(Collected data)
◆ ◆ ◆ ◆
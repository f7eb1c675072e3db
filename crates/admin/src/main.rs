//! Bazaar admin - back-office API.
//!
//! Serves catalog, content, order and user management on port 3001 against
//! the storefront's `PostgreSQL` database.

#![cfg_attr(not(test), forbid(unsafe_code))]

use bazaar_admin::config::AdminConfig;
use bazaar_admin::services::EmailService;
use bazaar_admin::state::AppState;
use bazaar_admin::{app, db, middleware};
use sentry::integrations::tracing as sentry_tracing;
use tracing_subscriber::{layer::SubscriberExt, util::SubscriberInitExt};

/// Initialize Sentry error tracking and return guard that must be kept alive.
fn init_sentry(config: &AdminConfig) -> Option<sentry::ClientInitGuard> {
    let dsn = config.sentry_dsn.as_ref()?;

    let guard = sentry::init((
        dsn.as_str(),
        sentry::ClientOptions {
            release: sentry::release_name!(),
            environment: config
                .sentry_environment
                .clone()
                .map(std::borrow::Cow::Owned),
            sample_rate: config.sentry_sample_rate,
            traces_sample_rate: config.sentry_traces_sample_rate,
            attach_stacktrace: true,
            ..Default::default()
        },
    ));

    tracing::info!("Sentry initialized");
    Some(guard)
}

/// Filter tracing events to Sentry event types.
fn sentry_event_filter(metadata: &tracing::Metadata<'_>) -> sentry_tracing::EventFilter {
    match *metadata.level() {
        tracing::Level::ERROR | tracing::Level::WARN => sentry_tracing::EventFilter::Event,
        tracing::Level::INFO | tracing::Level::DEBUG => sentry_tracing::EventFilter::Breadcrumb,
        _ => sentry_tracing::EventFilter::Ignore,
    }
}

/// Build the receipt mailer, or `None` when SMTP is not configured.
fn init_email(config: &AdminConfig) -> Option<EmailService> {
    let Some(email_config) = &config.email else {
        tracing::warn!("SMTP not configured; purchase receipts will not be sent");
        return None;
    };

    match EmailService::new(email_config, &config.storefront_url) {
        Ok(service) => Some(service),
        Err(e) => {
            tracing::error!(error = %e, "Failed to set up SMTP; purchase receipts disabled");
            None
        }
    }
}

#[tokio::main]
async fn main() {
    // Load configuration from environment (needed for Sentry init)
    let config = AdminConfig::from_env().expect("Failed to load configuration");

    // Initialize Sentry (must be done before tracing subscriber)
    let _sentry_guard = init_sentry(&config);

    let env_filter = tracing_subscriber::EnvFilter::try_from_default_env()
        .unwrap_or_else(|_| "bazaar_admin=info,tower_http=debug".into());

    let json_layer = config
        .json_logs
        .then(|| tracing_subscriber::fmt::layer().json().flatten_event(true));
    let text_layer = (!config.json_logs).then(tracing_subscriber::fmt::layer);

    tracing_subscriber::registry()
        .with(env_filter)
        .with(json_layer)
        .with(text_layer)
        .with(sentry_tracing::layer().event_filter(sentry_event_filter))
        .init();

    let pool = db::create_pool(&config.database_url)
        .await
        .expect("Failed to create database pool");
    tracing::info!("Database pool created");

    // NOTE: Migrations are NOT run automatically on startup.
    // Run them explicitly via: cargo run -p bazaar-cli -- migrate
    let session_store =
        middleware::session_store(&pool).expect("Invalid session table name");

    let email = init_email(&config);
    let addr = config.socket_addr();
    let state = AppState::new(config, pool, email);
    let app = app(state, session_store);

    tracing::info!("admin listening on http://{}", addr);

    let listener = tokio::net::TcpListener::bind(addr)
        .await
        .expect("Failed to bind to address");

    axum::serve(listener, app)
        .with_graceful_shutdown(shutdown_signal())
        .await
        .expect("Server error");
}

/// Wait for shutdown signal (Ctrl+C or SIGTERM).
async fn shutdown_signal() {
    let ctrl_c = async {
        tokio::signal::ctrl_c()
            .await
            .expect("Failed to install Ctrl+C handler");
    };

    #[cfg(unix)]
    let terminate = async {
        tokio::signal::unix::signal(tokio::signal::unix::SignalKind::terminate())
            .expect("Failed to install signal handler")
            .recv()
            .await;
    };

    #[cfg(not(unix))]
    let terminate = std::future::pending::<()>();

    tokio::select! {
        () = ctrl_c => {},
        () = terminate => {},
    }

    tracing::info!("Shutdown signal received, starting graceful shutdown");
}
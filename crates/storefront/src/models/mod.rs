//! Domain models for the storefront.

pub mod cart;
pub mod session;
pub mod user;

pub use cart::{Cart, CartOwner};
pub use session::{CurrentUser, keys as session_keys};
pub use user::User;
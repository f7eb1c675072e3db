//! Bazaar storefront library.
//!
//! The public JSON API: catalog, cart, checkout, orders and customer
//! accounts. Exposed as a library so the binary and the integration tests
//! build the same router.

#![cfg_attr(not(test), forbid(unsafe_code))]

pub mod cache;
pub mod config;
pub mod db;
pub mod error;
pub mod extract;
pub mod middleware;
pub mod models;
pub mod routes;
pub mod services;
pub mod state;

use axum::{Router, extract::State, http::StatusCode, routing::get};
use tower_http::trace::{DefaultOnResponse, OnResponse, TraceLayer};
use tower_sessions_sqlx_store::PostgresStore;
use tracing::Span;

use crate::state::AppState;

/// Build the storefront router with its full middleware stack.
pub fn app(state: AppState, session_store: PostgresStore) -> Router {
    let session_layer = middleware::create_session_layer(session_store, state.config());

    Router::new()
        .route("/health", get(health))
        .route("/health/ready", get(readiness))
        .merge(routes::routes())
        .layer(axum::middleware::from_fn(
            middleware::protect_routes_middleware,
        ))
        .layer(session_layer)
        .layer(axum::middleware::from_fn(
            middleware::security_headers_middleware,
        ))
        .layer(axum::middleware::from_fn(middleware::request_id_middleware))
        .layer(
            TraceLayer::new_for_http()
                .make_span_with(|request: &axum::http::Request<_>| {
                    tracing::info_span!(
                        "http_request",
                        method = %request.method(),
                        uri = %request.uri(),
                        request_id = tracing::field::Empty,
                        status = tracing::field::Empty,
                        latency_ms = tracing::field::Empty,
                    )
                })
                .on_response(
                    |response: &axum::http::Response<_>,
                     latency: std::time::Duration,
                     span: &Span| {
                        span.record("status", response.status().as_u16());
                        span.record(
                            "latency_ms",
                            u64::try_from(latency.as_millis()).unwrap_or(u64::MAX),
                        );
                        DefaultOnResponse::default().on_response(response, latency, span);
                    },
                ),
        )
        .with_state(state)
        // Sentry layers (outermost for full request coverage)
        .layer(sentry_tower::NewSentryLayer::new_from_top())
        .layer(sentry_tower::SentryHttpLayer::new().enable_transaction())
}

/// Liveness health check endpoint.
///
/// Returns "ok" if the server is running. Does not check dependencies.
async fn health() -> &'static str {
    "ok"
}

/// Readiness health check endpoint.
///
/// Returns 503 Service Unavailable if the database is not reachable.
async fn readiness(State(state): State<AppState>) -> StatusCode {
    match sqlx::query("SELECT 1").fetch_one(state.pool()).await {
        Ok(_) => StatusCode::OK,
        Err(_) => StatusCode::SERVICE_UNAVAILABLE,
    }
}
const MIN_SESSION_SECRET_LENGTH: usize = 32;
const MIN_ENTROPY_BITS_PER_CHAR: f64 = 3.3;
const DEFAULT_SMTP_PORT: u16 = 587;

/// Blocklist of common placeholder patterns (case-insensitive)
const PLACEHOLDER_PATTERNS: &[&str] = &[
    "your-",
    "changeme",
    "replace",
    "placeholder",
    "example",
    "secret",
    "password",
    "xxx",
    "todo",
    "fixme",
    "insert",
    "enter-",
    "put-your",
    "add-your",
];

/// Configuration errors that can occur during loading.
#[derive(Debug, Error)]
pub enum ConfigError {
    #[error("Missing environment variable: {0}")]
    MissingEnvVar(String),
    #[error("Invalid environment variable {0}: {1}")]
    InvalidEnvVar(String, String),
    #[error("Insecure secret in {0}: {1}")]
    InsecureSecret(String, String),
}

/// Admin application configuration.
#[derive(Debug, Clone)]
pub struct AdminConfig {
    /// `PostgreSQL` database connection URL (contains password)
    pub database_url: SecretString,
    /// IP address to bind the server to
    pub host: IpAddr,
    /// Port to listen on
    pub port: u16,
    /// Public base URL for the back-office
    pub base_url: String,
    /// Public base URL of the storefront, for links in e-mails
    pub storefront_url: String,
    /// Session secret
    pub session_secret: SecretString,
    /// Shipping and tax rules, matching the storefront's
    pub pricing: PricingPolicy,
    /// SMTP settings; receipts are skipped when absent
    pub email: Option<EmailConfig>,
    /// Emit JSON logs instead of text
    pub json_logs: bool,
    /// Sentry DSN for error tracking
    pub sentry_dsn: Option<String>,
    /// Sentry environment (e.g., "development", "staging", "production")
    pub sentry_environment: Option<String>,
    /// Sentry error sample rate (0.0 to 1.0)
    pub sentry_sample_rate: f32,
    /// Sentry traces sample rate for performance monitoring (0.0 to 1.0)
    pub sentry_traces_sample_rate: f32,
}

/// Email (SMTP) configuration.
///
/// Implements `Debug` manually to redact the password.
#[derive(Clone)]
pub struct EmailConfig {
    /// SMTP server hostname
    pub smtp_host: String,
    /// SMTP server port
    pub smtp_port: u16,
    /// SMTP authentication username
    pub smtp_username: String,
    /// SMTP authentication password
    pub smtp_password: SecretString,
    /// Email sender address (From header)
    pub from_address: String,
}

impl std::fmt::Debug for EmailConfig {
    fn fmt(&self, f: &mut std::fmt::Formatter<'_>) -> std::fmt::Result {
        f.debug_struct("EmailConfig")
            .field("smtp_host", &self.smtp_host)
            .field("smtp_port", &self.smtp_port)
            .field("smtp_username", &self.smtp_username)
            .field("smtp_password", &"[REDACTED]")
            .field("from_address", &self.from_address)
            .finish()
    }
}

/// Raw SMTP values as read from the environment.
#[derive(Debug, Default)]
struct SmtpVars {
    host: Option<String>,
    port: Option<String>,
    username: Option<String>,
    password: Option<String>,
    from: Option<String>,
}

impl EmailConfig {
    fn from_env() -> Result<Option<Self>, ConfigError> {
        Self::from_vars(SmtpVars {
            host: get_optional_env("SMTP_HOST"),
            port: get_optional_env("SMTP_PORT"),
            username: get_optional_env("SMTP_USERNAME"),
            password: get_optional_env("SMTP_PASSWORD"),
            from: get_optional_env("SMTP_FROM"),
        })
    }

    /// The four connection values must be set together; the port is optional.
    fn from_vars(vars: SmtpVars) -> Result<Option<Self>, ConfigError> {
        match (vars.host, vars.username, vars.password, vars.from) {
            (None, None, None, None) => Ok(None),
            (Some(smtp_host), Some(smtp_username), Some(password), Some(from_address)) => {
                let smtp_port = vars
                    .port
                    .map(|p| {
                        p.parse::<u16>().map_err(|e| {
                            ConfigError::InvalidEnvVar("SMTP_PORT".to_string(), e.to_string())
                        })
                    })
                    .transpose()?
                    .unwrap_or(DEFAULT_SMTP_PORT);
                from_address.parse::<lettre::Address>().map_err(|e| {
                    ConfigError::InvalidEnvVar("SMTP_FROM".to_string(), e.to_string())
                })?;

                Ok(Some(Self {
                    smtp_host,
                    smtp_port,
                    smtp_username,
                    smtp_password: SecretString::from(password),
                    from_address,
                }))
            }
            _ => Err(ConfigError::InvalidEnvVar(
                "SMTP_*".to_string(),
                "SMTP_HOST, SMTP_USERNAME, SMTP_PASSWORD and SMTP_FROM must be set together"
                    .to_string(),
            )),
        }
    }
}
◆ ◆ ◆ ◆
## Prompt
Whenever a line above contains "terminate", copy that line.

## Exercise result
    let terminate = async {
        tokio::signal::unix::signal(tokio::signal::unix::SignalKind::terminate())
    let terminate = std::future::pending::<()>();
        () = terminate => {},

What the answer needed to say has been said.